• **TASK TO COMPLETE**
Your answer should be the complete set of entries, transcribed exactly.
--- DATA FOR THE TASK Enclosed Below ---
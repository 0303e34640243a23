//! Core CARDLINK primitives shared across crates.
//!
//! Includes APDU command/response value types, the transport error taxonomy,
//! and opaque secure-session key material.

pub mod apdu;
pub mod error;
pub mod session;

pub use apdu::{ApduCommand, ApduResponse, SW_OK};
pub use error::TransportError;
pub use session::{KeyMaterial, SecureSession};
#[cfg(test)]
mod tests {
    use super::*;
    use crate::link::LinkCommand;
    use cardlink_channel::{CardChannel, SingleFragmentFramer};

    struct NullListener;

    impl CardListener for NullListener {
        fn on_connected(&self, _channel: Box<dyn CardChannel + Send>) {}
        fn on_disconnected(&self) {}
    }

    fn device(id: &str, bond_state: BondState) -> DeviceHandle {
        DeviceHandle {
            id: id.into(),
            name: Some("Card".into()),
            bond_state,
        }
    }

    fn manager(central: MockCentral) -> CardDeviceManager<MockCentral> {
        let manager = CardDeviceManager::new(
            central,
            Arc::new(SingleFragmentFramer),
            ManagerConfig {
                bond_timeout: Duration::from_millis(500),
                link_up_timeout: Duration::from_millis(500),
                connection: BleConnectionConfig::default(),
            },
        );
        manager.set_listener(Arc::new(NullListener));
        manager
    }

    #[test]
    fn bonded_device_connects_without_bonding_request() {
        let central = MockCentral::new();
        central.set_auto_link_events(true);
        let manager = manager(central);

        let connection = manager
            .connect(&device("aa:bb", BondState::Bonded))
            .expect("connect should succeed");
        assert!(manager.central.bond_requests().is_empty());
        let links = manager.central.opened_links();
        assert_eq!(links.len(), 1);
        assert!(links[0].link.take_commands().contains(&LinkCommand::Connect));
        connection.close();
    }

    #[test]
    fn unbonded_device_bonds_then_runs_persistence_cycle() {
        let central = MockCentral::new();
        central.set_auto_link_events(true);
        let manager = manager(central);

        let connection = manager
            .connect(&device("aa:cc", BondState::Unbonded))
            .expect("bond and connect should succeed");
        assert_eq!(manager.central.bond_requests(), vec!["aa:cc".to_string()]);

        let links = manager.central.opened_links();
        assert_eq!(links.len(), 2, "persistence cycle plus the real link");
        let cycle = links[0].link.take_commands();
        assert_eq!(
            cycle,
            vec![
                LinkCommand::Connect,
                LinkCommand::Disconnect,
                LinkCommand::Release,
            ]
        );
        connection.close();
    }

    #[test]
    fn failed_bond_surfaces_pairing_failed() {
        let central = MockCentral::new();
        central.set_bond_script(vec![BondState::Bonding, BondState::Unbonded]);
        let manager = manager(central);

        let Err(err) = manager.connect(&device("aa:dd", BondState::Unbonded)) else {
            panic!("bond failure must propagate");
        };
        assert!(matches!(err, TransportError::PairingFailed));
        assert!(manager.central.opened_links().is_empty());
    }

    #[test]
    fn bond_timeout_surfaces_pairing_failed() {
        let central = MockCentral::new();
        central.set_bond_script(vec![BondState::Bonding]);
        let manager = manager(central);

        let Err(err) = manager.connect(&device("aa:ee", BondState::Unbonded)) else {
            panic!("bond timeout must propagate");
        };
        assert!(matches!(err, TransportError::PairingFailed));
    }

    #[test]
    fn connect_requires_a_listener() {
        let central = MockCentral::new();
        let manager = CardDeviceManager::new(
            central,
            Arc::new(SingleFragmentFramer),
            ManagerConfig::default(),
        );
        assert!(matches!(
            manager.connect(&device("aa:ff", BondState::Bonded)),
            Err(TransportError::Link(_))
        ));
    }

    #[test]
    fn scan_sessions_are_independent() {
        let manager = manager(MockCentral::new());
        let (tx_a, rx_a) = mpsc::channel();
        let (tx_b, rx_b) = mpsc::channel();

        let session_a = manager
            .scan(move |d| {
                let _ = tx_a.send(d.id);
            })
            .unwrap();
        let session_b = manager
            .scan(move |d| {
                let _ = tx_b.send(d.id);
            })
            .unwrap();
        assert!(manager.central.is_scanning());

        manager
            .central
            .push_event(CentralEvent::DeviceDiscovered(device("d1", BondState::Unbonded)));
        assert_eq!(rx_a.recv_timeout(Duration::from_secs(1)).unwrap(), "d1");
        assert_eq!(rx_b.recv_timeout(Duration::from_secs(1)).unwrap(), "d1");

        manager.stop_scan(session_a);
        assert!(manager.central.is_scanning(), "one session still active");
        manager
            .central
            .push_event(CentralEvent::DeviceDiscovered(device("d2", BondState::Unbonded)));
        assert_eq!(rx_b.recv_timeout(Duration::from_secs(1)).unwrap(), "d2");
        assert!(rx_a.recv_timeout(Duration::from_millis(200)).is_err());

        manager.stop_scan(session_b);
        assert!(!manager.central.is_scanning());
    }

    #[test]
    fn ensure_radio_enabled_is_best_effort() {
        let central = MockCentral::new();
        central.set_radio_enabled(false);
        let manager = manager(central);

        manager.ensure_radio_enabled().unwrap();
        assert_eq!(manager.central.enable_requests(), 1);
        assert!(manager.central.radio_enabled());
        // Already on: no further platform request.
        manager.ensure_radio_enabled().unwrap();
        assert_eq!(manager.central.enable_requests(), 1);
    }
}
#[cfg(feature = "btleplug")]
#[test]
fn btleplug_central_smoke() {
    use std::time::Duration;

    if std::env::var("CARDLINK_BLE_E2E").ok().as_deref() != Some("1") {
        eprintln!("set CARDLINK_BLE_E2E=1 to run btleplug smoke test");
        return;
    }

    let central = cardlink_transport_ble::btleplug_backend::BtleplugCentral::spawn(
        cardlink_transport_ble::btleplug_backend::BtleplugCentralConfig::default(),
    )
    .expect("btleplug central should initialize when BLE is available");

    // Give the worker a moment to claim an adapter, then scan briefly.
    std::thread::sleep(Duration::from_millis(500));
    if !cardlink_transport_ble::BleCentral::radio_enabled(&central) {
        eprintln!("no BLE adapter present, skipping scan");
        return;
    }
    cardlink_transport_ble::BleCentral::start_scan(&central).expect("scan should start");
    if let Some(event) = cardlink_transport_ble::BleCentral::next_event(
        &central,
        Duration::from_secs(5),
    ) {
        eprintln!("central event: {event:?}");
    }
    cardlink_transport_ble::BleCentral::stop_scan(&central);
}

#[cfg(not(feature = "btleplug"))]
#[test]
fn btleplug_central_smoke() {
    eprintln!("enable feature cardlink-transport-ble/btleplug to run this test");
}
--- End of Enclosed DATA FOR THE TASK ---
• **YOUR RESPONSE**
repository 0303e34640243a23
//! Core CARDLINK primitives shared across crates.
//!
//! Includes APDU command/response value types, the transport error taxonomy,
//! and opaque secure-session key material.

pub mod apdu;
pub mod error;
pub mod session;

pub use apdu::{ApduCommand, ApduResponse, SW_OK};
pub use error::TransportError;
pub use session::{KeyMaterial, SecureSession};
#[cfg(test)]
mod tests {
    use super::*;
    use crate::link::LinkCommand;
    use cardlink_channel::{CardChannel, SingleFragmentFramer};

    struct NullListener;

    impl CardListener for NullListener {
        fn on_connected(&self, _channel: Box<dyn CardChannel + Send>) {}
        fn on_disconnected(&self) {}
    }

    fn device(id: &str, bond_state: BondState) -> DeviceHandle {
        DeviceHandle {
            id: id.into(),
            name: Some("Card".into()),
            bond_state,
        }
    }

    fn manager(central: MockCentral) -> CardDeviceManager<MockCentral> {
        let manager = CardDeviceManager::new(
            central,
            Arc::new(SingleFragmentFramer),
            ManagerConfig {
                bond_timeout: Duration::from_millis(500),
                link_up_timeout: Duration::from_millis(500),
                connection: BleConnectionConfig::default(),
            },
        );
        manager.set_listener(Arc::new(NullListener));
        manager
    }

    #[test]
    fn bonded_device_connects_without_bonding_request() {
        let central = MockCentral::new();
        central.set_auto_link_events(true);
        let manager = manager(central);

        let connection = manager
            .connect(&device("aa:bb", BondState::Bonded))
            .expect("connect should succeed");
        assert!(manager.central.bond_requests().is_empty());
        let links = manager.central.opened_links();
        assert_eq!(links.len(), 1);
        assert!(links[0].link.take_commands().contains(&LinkCommand::Connect));
        connection.close();
    }

    #[test]
    fn unbonded_device_bonds_then_runs_persistence_cycle() {
        let central = MockCentral::new();
        central.set_auto_link_events(true);
        let manager = manager(central);

        let connection = manager
            .connect(&device("aa:cc", BondState::Unbonded))
            .expect("bond and connect should succeed");
        assert_eq!(manager.central.bond_requests(), vec!["aa:cc".to_string()]);

        let links = manager.central.opened_links();
        assert_eq!(links.len(), 2, "persistence cycle plus the real link");
        let cycle = links[0].link.take_commands();
        assert_eq!(
            cycle,
            vec![
                LinkCommand::Connect,
                LinkCommand::Disconnect,
                LinkCommand::Release,
            ]
        );
        connection.close();
    }

    #[test]
    fn failed_bond_surfaces_pairing_failed() {
        let central = MockCentral::new();
        central.set_bond_script(vec![BondState::Bonding, BondState::Unbonded]);
        let manager = manager(central);

        let Err(err) = manager.connect(&device("aa:dd", BondState::Unbonded)) else {
            panic!("bond failure must propagate");
        };
        assert!(matches!(err, TransportError::PairingFailed));
        assert!(manager.central.opened_links().is_empty());
    }

    #[test]
    fn bond_timeout_surfaces_pairing_failed() {
        let central = MockCentral::new();
        central.set_bond_script(vec![BondState::Bonding]);
        let manager = manager(central);

        let Err(err) = manager.connect(&device("aa:ee", BondState::Unbonded)) else {
            panic!("bond timeout must propagate");
        };
        assert!(matches!(err, TransportError::PairingFailed));
    }

    #[test]
    fn connect_requires_a_listener() {
        let central = MockCentral::new();
        let manager = CardDeviceManager::new(
            central,
            Arc::new(SingleFragmentFramer),
            ManagerConfig::default(),
        );
        assert!(matches!(
            manager.connect(&device("aa:ff", BondState::Bonded)),
            Err(TransportError::Link(_))
        ));
    }

    #[test]
    fn scan_sessions_are_independent() {
        let manager = manager(MockCentral::new());
        let (tx_a, rx_a) = mpsc::channel();
        let (tx_b, rx_b) = mpsc::channel();

        let session_a = manager
            .scan(move |d| {
                let _ = tx_a.send(d.id);
            })
            .unwrap();
        let session_b = manager
            .scan(move |d| {
                let _ = tx_b.send(d.id);
            })
            .unwrap();
        assert!(manager.central.is_scanning());

        manager
            .central
            .push_event(CentralEvent::DeviceDiscovered(device("d1", BondState::Unbonded)));
        assert_eq!(rx_a.recv_timeout(Duration::from_secs(1)).unwrap(), "d1");
        assert_eq!(rx_b.recv_timeout(Duration::from_secs(1)).unwrap(), "d1");

        manager.stop_scan(session_a);
        assert!(manager.central.is_scanning(), "one session still active");
        manager
            .central
            .push_event(CentralEvent::DeviceDiscovered(device("d2", BondState::Unbonded)));
        assert_eq!(rx_b.recv_timeout(Duration::from_secs(1)).unwrap(), "d2");
        assert!(rx_a.recv_timeout(Duration::from_millis(200)).is_err());

        manager.stop_scan(session_b);
        assert!(!manager.central.is_scanning());
    }

    #[test]
    fn ensure_radio_enabled_is_best_effort() {
        let central = MockCentral::new();
        central.set_radio_enabled(false);
        let manager = manager(central);

        manager.ensure_radio_enabled().unwrap();
        assert_eq!(manager.central.enable_requests(), 1);
        assert!(manager.central.radio_enabled());
        // Already on: no further platform request.
        manager.ensure_radio_enabled().unwrap();
        assert_eq!(manager.central.enable_requests(), 1);
    }
}
#[cfg(feature = "btleplug")]
#[test]
fn btleplug_central_smoke() {
    use std::time::Duration;

    if std::env::var("CARDLINK_BLE_E2E").ok().as_deref() != Some("1") {
        eprintln!("set CARDLINK_BLE_E2E=1 to run btleplug smoke test");
        return;
    }

    let central = cardlink_transport_ble::btleplug_backend::BtleplugCentral::spawn(
        cardlink_transport_ble::btleplug_backend::BtleplugCentralConfig::default(),
    )
    .expect("btleplug central should initialize when BLE is available");

    // Give the worker a moment to claim an adapter, then scan briefly.
    std::thread::sleep(Duration::from_millis(500));
    if !cardlink_transport_ble::BleCentral::radio_enabled(&central) {
        eprintln!("no BLE adapter present, skipping scan");
        return;
    }
    cardlink_transport_ble::BleCentral::start_scan(&central).expect("scan should start");
    if let Some(event) = cardlink_transport_ble::BleCentral::next_event(
        &central,
        Duration::from_secs(5),
    ) {
        eprintln!("central event: {event:?}");
    }
    cardlink_transport_ble::BleCentral::stop_scan(&central);
}

#[cfg(not(feature = "btleplug"))]
#[test]
fn btleplug_central_smoke() {
    eprintln!("enable feature cardlink-transport-ble/btleplug to run this test");
}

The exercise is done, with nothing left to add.